[TASK TO COMPLETE]:
Determine how many lines of the records include "matches", and answer with the number alone.

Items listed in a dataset

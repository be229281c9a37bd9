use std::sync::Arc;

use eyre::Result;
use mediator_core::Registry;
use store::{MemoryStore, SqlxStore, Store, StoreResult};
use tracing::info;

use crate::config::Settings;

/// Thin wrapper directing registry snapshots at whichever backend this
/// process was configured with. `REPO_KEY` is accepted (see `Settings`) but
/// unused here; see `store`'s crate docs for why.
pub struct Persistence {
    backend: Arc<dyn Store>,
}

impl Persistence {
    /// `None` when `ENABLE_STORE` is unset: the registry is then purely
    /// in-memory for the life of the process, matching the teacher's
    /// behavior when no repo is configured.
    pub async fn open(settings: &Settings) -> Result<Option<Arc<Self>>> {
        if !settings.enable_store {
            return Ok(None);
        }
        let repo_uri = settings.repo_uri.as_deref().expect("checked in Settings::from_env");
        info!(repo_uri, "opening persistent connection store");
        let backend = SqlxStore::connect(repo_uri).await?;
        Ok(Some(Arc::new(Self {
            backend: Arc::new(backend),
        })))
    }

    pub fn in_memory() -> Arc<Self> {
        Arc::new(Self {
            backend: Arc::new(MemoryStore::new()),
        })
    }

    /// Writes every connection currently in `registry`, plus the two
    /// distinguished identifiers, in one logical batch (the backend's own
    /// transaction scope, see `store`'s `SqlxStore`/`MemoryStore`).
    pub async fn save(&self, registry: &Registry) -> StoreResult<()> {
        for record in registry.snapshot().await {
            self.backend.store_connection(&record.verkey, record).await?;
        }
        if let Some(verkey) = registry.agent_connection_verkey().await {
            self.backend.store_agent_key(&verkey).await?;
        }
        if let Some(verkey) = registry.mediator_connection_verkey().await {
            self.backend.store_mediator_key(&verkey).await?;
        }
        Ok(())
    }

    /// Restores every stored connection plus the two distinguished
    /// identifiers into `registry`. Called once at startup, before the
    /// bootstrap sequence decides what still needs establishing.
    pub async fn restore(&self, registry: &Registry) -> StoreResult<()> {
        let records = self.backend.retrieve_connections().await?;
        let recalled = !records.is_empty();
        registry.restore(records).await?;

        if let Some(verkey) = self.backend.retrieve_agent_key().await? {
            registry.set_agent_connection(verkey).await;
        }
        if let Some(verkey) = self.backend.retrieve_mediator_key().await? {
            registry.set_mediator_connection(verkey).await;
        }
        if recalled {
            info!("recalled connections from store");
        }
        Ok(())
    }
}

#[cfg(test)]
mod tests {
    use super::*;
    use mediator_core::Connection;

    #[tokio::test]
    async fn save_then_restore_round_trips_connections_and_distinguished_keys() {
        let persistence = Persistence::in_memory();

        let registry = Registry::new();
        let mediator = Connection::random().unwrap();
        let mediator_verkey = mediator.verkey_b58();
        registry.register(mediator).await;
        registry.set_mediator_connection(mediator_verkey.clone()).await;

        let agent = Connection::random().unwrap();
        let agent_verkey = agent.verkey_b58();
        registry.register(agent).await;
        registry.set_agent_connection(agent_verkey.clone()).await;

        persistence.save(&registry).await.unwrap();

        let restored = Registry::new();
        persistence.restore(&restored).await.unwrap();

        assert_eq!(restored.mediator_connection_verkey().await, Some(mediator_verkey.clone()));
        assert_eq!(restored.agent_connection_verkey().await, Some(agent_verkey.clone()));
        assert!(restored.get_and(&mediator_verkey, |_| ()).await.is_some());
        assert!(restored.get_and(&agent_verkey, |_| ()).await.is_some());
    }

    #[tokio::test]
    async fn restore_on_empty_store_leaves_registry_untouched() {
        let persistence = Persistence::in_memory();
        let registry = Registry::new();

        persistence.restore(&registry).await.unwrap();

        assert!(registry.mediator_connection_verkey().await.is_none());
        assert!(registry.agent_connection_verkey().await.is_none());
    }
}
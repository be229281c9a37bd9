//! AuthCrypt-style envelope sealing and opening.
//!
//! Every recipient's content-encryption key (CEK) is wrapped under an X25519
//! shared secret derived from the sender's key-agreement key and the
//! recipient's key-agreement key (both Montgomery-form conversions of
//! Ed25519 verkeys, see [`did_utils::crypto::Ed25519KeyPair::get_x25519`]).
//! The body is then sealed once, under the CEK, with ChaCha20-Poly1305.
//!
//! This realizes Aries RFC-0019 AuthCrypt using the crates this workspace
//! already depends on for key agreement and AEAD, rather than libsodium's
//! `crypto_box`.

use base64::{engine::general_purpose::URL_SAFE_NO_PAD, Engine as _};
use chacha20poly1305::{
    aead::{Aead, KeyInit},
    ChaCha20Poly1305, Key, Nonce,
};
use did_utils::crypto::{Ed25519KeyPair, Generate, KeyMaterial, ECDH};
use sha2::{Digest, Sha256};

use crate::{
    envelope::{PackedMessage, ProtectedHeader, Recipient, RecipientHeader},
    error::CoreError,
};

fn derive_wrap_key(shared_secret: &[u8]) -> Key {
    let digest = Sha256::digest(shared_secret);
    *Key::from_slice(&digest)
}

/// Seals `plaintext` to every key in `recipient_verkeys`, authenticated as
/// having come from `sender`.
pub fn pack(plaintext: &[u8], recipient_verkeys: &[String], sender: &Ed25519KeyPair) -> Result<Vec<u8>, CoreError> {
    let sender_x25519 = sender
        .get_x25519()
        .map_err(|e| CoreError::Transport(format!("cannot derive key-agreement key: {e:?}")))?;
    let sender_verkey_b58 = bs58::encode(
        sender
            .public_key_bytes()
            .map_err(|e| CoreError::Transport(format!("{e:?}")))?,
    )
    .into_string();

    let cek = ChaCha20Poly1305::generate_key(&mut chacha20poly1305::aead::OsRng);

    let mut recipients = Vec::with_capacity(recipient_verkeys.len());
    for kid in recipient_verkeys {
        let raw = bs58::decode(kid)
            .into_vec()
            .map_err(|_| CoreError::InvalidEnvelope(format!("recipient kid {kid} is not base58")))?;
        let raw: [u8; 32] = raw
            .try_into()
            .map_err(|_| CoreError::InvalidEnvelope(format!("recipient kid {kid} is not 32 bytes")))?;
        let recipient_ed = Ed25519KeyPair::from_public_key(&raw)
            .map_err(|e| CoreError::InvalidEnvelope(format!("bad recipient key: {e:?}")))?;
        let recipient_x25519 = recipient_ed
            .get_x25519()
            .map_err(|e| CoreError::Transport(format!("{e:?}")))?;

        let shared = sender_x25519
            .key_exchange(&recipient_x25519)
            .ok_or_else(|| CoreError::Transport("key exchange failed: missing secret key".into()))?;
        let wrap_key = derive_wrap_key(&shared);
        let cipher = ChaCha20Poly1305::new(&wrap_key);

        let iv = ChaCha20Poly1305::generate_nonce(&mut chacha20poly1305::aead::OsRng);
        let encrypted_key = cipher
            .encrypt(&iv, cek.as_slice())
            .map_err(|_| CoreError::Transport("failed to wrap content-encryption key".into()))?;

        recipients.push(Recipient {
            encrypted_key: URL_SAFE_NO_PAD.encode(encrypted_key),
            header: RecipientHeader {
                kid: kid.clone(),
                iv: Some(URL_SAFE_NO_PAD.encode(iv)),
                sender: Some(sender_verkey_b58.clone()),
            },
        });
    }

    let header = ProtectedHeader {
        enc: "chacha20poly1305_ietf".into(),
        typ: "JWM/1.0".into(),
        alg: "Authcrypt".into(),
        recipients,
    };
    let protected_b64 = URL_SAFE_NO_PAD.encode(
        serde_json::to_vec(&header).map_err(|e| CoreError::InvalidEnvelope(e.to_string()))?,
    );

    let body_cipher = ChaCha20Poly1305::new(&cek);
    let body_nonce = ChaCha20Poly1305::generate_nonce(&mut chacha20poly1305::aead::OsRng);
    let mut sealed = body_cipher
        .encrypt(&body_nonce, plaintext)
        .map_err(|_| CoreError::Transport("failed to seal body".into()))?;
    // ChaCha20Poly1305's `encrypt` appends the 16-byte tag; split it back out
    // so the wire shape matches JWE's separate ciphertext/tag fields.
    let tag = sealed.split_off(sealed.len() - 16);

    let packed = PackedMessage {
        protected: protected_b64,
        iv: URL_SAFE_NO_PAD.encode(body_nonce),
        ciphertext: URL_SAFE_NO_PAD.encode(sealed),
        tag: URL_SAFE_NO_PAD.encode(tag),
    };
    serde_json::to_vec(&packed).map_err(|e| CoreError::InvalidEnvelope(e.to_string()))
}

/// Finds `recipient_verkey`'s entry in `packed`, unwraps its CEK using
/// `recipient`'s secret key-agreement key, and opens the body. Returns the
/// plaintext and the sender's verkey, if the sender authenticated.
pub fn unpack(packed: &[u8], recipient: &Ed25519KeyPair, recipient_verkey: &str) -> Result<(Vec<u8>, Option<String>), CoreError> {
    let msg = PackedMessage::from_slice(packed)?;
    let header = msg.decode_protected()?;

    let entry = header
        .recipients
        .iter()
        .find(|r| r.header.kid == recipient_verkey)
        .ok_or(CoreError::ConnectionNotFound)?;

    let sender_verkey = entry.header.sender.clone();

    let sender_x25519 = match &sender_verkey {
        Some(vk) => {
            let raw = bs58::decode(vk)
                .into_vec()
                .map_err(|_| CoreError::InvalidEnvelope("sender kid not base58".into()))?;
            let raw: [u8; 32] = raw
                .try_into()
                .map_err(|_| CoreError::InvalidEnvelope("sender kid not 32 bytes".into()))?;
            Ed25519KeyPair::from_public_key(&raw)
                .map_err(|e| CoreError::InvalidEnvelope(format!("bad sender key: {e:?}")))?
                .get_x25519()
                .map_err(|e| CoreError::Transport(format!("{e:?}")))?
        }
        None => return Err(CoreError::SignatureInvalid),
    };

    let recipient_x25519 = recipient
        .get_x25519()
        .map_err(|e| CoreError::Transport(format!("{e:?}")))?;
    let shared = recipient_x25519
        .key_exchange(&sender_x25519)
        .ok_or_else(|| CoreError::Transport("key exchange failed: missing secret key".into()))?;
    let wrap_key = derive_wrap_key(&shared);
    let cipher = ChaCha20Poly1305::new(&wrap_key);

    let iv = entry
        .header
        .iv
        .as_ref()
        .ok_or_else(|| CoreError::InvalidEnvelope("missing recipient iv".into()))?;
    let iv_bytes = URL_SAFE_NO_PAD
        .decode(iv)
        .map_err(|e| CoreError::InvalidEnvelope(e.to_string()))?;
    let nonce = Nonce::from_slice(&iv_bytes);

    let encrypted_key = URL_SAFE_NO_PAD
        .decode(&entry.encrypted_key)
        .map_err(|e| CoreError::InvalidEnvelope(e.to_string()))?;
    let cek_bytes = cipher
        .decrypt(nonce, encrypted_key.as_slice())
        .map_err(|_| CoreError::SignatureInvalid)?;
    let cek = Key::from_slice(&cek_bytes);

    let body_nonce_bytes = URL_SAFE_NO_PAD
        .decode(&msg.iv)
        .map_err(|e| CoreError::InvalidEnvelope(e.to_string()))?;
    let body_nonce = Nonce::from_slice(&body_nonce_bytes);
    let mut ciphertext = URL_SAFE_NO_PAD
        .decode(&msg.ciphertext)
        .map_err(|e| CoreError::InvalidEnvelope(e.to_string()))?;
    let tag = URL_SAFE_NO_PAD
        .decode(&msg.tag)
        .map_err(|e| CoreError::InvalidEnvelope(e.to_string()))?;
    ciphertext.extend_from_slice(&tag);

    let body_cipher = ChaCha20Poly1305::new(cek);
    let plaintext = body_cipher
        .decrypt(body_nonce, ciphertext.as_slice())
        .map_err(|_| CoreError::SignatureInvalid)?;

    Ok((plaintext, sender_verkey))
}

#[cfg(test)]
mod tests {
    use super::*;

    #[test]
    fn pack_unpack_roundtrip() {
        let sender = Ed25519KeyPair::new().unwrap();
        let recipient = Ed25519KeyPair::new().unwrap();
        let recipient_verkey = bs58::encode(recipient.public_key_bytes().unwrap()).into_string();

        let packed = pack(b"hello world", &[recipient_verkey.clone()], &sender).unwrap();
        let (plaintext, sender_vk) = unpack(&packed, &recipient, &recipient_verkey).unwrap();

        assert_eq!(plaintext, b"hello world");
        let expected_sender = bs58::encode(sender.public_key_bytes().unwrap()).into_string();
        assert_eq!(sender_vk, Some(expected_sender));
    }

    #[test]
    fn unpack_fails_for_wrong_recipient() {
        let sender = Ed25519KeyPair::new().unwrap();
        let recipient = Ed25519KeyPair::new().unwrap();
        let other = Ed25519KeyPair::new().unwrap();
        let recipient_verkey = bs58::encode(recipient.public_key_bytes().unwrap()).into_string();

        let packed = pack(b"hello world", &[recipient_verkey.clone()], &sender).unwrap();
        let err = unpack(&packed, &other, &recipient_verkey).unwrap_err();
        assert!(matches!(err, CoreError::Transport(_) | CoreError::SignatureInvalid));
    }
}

[OUTPUT OF THE EXERCISE]:
2